We trained off the Virginia coast, but instead of Russian Bears, we’d run intercepts on Navy Reserve jets. The senior NFO would take control of the bogie and me or Jim or Ned, we’d take the fighter., We’d run the two jets in opposite directions for 40 or 50 miles, then turn them back towards each other at a closing speed of 500 knots, about 570 miles an hour, pretty much 9 and a half miles a minute. The goal was to talk the fighter pilot into the perfect intercept position: a half mile behind and five hundred feet above the enemy. The trick was knowing when to turn your guy so he ended up right on the bogie’s tail – not five miles behind, and certainly not a mile in front. Ned always nailed it. Always. Me, I was inconsistent.  Some days I could do no wrong, most days my pilot wasn’t even close enough to see the other jet.
Ned had a level of competence I could never match. I stayed in for a second tour, but knew the Navy wasn't going to be my life. I assumed that like most of us junior officers, Ned had returned to civilian life, studied law perhaps, climbed the ladder to the executive suite. It would have all been open to him. Instead, the email said that he’d stayed in the Navy and gone on to command one of our sister squadrons. I read an obituary tonight on the US Naval Institute blog that said Ned had been a pillar of the E-2 Hawkeye community, a master tactician, and retired as a Captain. I’m sad at his passing – sad for his family, and sad for those who knew him, even if like me, it was only for a moment of time 40 years ago. Rest in Peace, sailor.

Sunday, March 11, 2012

CROTCHETY OLD MAN TELLS ALL




My writing buddy, Michelle Scott of Lilith Straight fame, told me I need to have a webpage or a blog or some such electronic space to give readers my particulars, opine on writing and the grand subjects of the day, and in general plug my book. I know Blogspot isn’t the sexiest of places to do this, but it’s like my old Malibu Maxx – it’s not pretty, but it doesn’t cost much and it gets me where I need to go. So here it is, and here I am:

I am a Navy veteran, as if you can’t guess after looking at the cover of THE CHAIN LOCKER. I am the son of a veteran, the grandson of a veteran, and the proud father of a serving Air Force officer.
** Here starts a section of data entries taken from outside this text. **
use crate::error::CatalogError;
use crate::models::topic::{Course, TopicCatalog, TopicEntry};
use serde::Deserialize;
use std::path::Path;
use tokio::fs;

/// TOML 中的章节目录文件
///
/// ```toml
/// [[topics]]
/// id = "1"
/// name = "Limits and Continuity"
/// course = "AB"
/// keywords = ["limit", "continuity"]
/// ```
#[derive(Debug, Deserialize)]
struct CatalogFile {
    #[serde(default)]
    topics: Vec<TopicRow>,
}

#[derive(Debug, Deserialize)]
struct TopicRow {
    id: String,
    name: String,
    #[serde(default = "default_course")]
    course: Course,
    keywords: Vec<String>,
}

fn default_course() -> Course {
    Course::Ab
}

/// 解析 TOML 文本为章节目录
///
/// # 参数
/// - `content`: TOML 文本
/// - `path`: 来源路径（仅用于错误信息）
pub fn parse_catalog_toml(content: &str, path: &str) -> Result<TopicCatalog, CatalogError> {
    let file: CatalogFile = toml::from_str(content).map_err(|source| CatalogError::TomlParse {
        path: path.to_string(),
        source,
    })?;

    let entries = file
        .topics
        .into_iter()
        .map(|row| TopicEntry::new(row.id.trim(), row.name, row.course, row.keywords))
        .collect();

    let catalog = TopicCatalog::new(entries)?;
    if catalog.is_empty() {
        return Err(CatalogError::Empty {
            path: path.to_string(),
        });
    }

    Ok(catalog)
}

/// 从 TOML 文件加载章节目录
pub async fn load_catalog_from_toml(toml_file_path: &Path) -> Result<TopicCatalog, CatalogError> {
    let path_display = toml_file_path.display().to_string();
    let content = fs::read_to_string(toml_file_path)
        .await
        .map_err(|source| CatalogError::FileRead {
            path: path_display.clone(),
            source,
        })?;

    let catalog = parse_catalog_toml(&content, &path_display)?;
    tracing::info!("成功加载 {} 个章节: {}", catalog.len(), path_display);

    Ok(catalog)
}

#[cfg(test)]
mod tests {
    use super::*;

    const SAMPLE: &str = r#"
[[topics]]
id = "1"
name = "Limits and Continuity"
keywords = ["Limit", "continuity"]

[[topics]]
id = "10"
name = "Infinite Sequences and Series"
course = "BC"
keywords = ["series"]
"#;

    #[test]
    fn test_parse_catalog_toml() {
        let catalog = parse_catalog_toml(SAMPLE, "sample.toml").unwrap();
        assert_eq!(catalog.len(), 2);

        let limits = catalog.get("1").unwrap();
        assert_eq!(limits.course, Course::Ab);
        assert_eq!(limits.keywords, vec!["limit", "continuity"]);

        assert_eq!(catalog.get("10").unwrap().course, Course::Bc);
    }

    #[test]
    fn test_parse_catalog_toml_duplicate_id() {
        let content = r#"
[[topics]]
id = "1"
name = "A"
keywords = ["a"]

[[topics]]
id = "1"
name = "B"
keywords = ["b"]
"#;
        assert!(matches!(
            parse_catalog_toml(content, "dup.toml"),
            Err(CatalogError::DuplicateTopic { .. })
        ));
    }

    #[test]
    fn test_parse_catalog_toml_invalid() {
        assert!(matches!(
            parse_catalog_toml("[[topics]]\nid = 1", "bad.toml"),
            Err(CatalogError::TomlParse { .. })
        ));
    }

    #[test]
    fn test_parse_catalog_toml_empty() {
        for content in ["", "topics = []"] {
            assert!(matches!(
                parse_catalog_toml(content, "empty.toml"),
                Err(CatalogError::Empty { .. })
            ));
        }
    }

    #[tokio::test]
    async fn test_load_catalog_missing_file() {
        let result = load_catalog_from_toml(Path::new("does/not/exist.toml")).await;
        assert!(matches!(result, Err(CatalogError::FileRead { .. })));
    }

    #[tokio::test]
    async fn test_load_bundled_catalog_matches_builtin() {
        let path = Path::new(env!("CARGO_MANIFEST_DIR")).join("data/ap_calculus.toml");
        let catalog = load_catalog_from_toml(&path).await.unwrap();
        assert_eq!(catalog, TopicCatalog::ap_calculus());
    }
}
My 18 year-old father plowed the waters of the south Pacific on a Navy supply ship in World War II. My 17 year-old Canadian grandfather fought the Kaiser's army in the muddy, bloody trenches of Passchendaele and "Wipers."  My son takes care of the nation's business at an air base in the heartlands.  And me? I helped save America from the commie menace by sitting in the back end of an E-2B radar picket aircraft while being simultaneously airsick and frightened to death by the thought that the two pilots trying to land our 40,000 pound monster were 24 year old former college goofballs just like myself.

The aircraft carrier we were trying to park ourselves on was CV-62, the late, lamented USS Independence. The Indy plays a major - to the tune of 60,000 tons - if silent role in THE CHAIN LOCKER and the books to follow. She was, in real life, ear-splittingly loud, especially during flight ops. And smelly? Good god... She reeked of bunker fuel, JP-5 aviation gas, cigarettes (always a bad thing to have too close to the JP-5) industrial lubricants, garbage, rotting food, fouled toilets and 5000 sweaty, unwashed men who rarely changed their underwear.
   
And man, was she unsteady on her feet. You would think that 60,000 tons of steel would be unperturbed by the elements, but in anything other than a calm sea she rolled back and forth, and if we were lucky, from side to side as well in a corkscrewing motion that kept the makers of Dramamine rolling in dough.
Big, noisy, smelly... Not the kind of girl you'd care to bring home to meet the parents. She was my home for almost nine months. The older I get, the more I cherish those memories.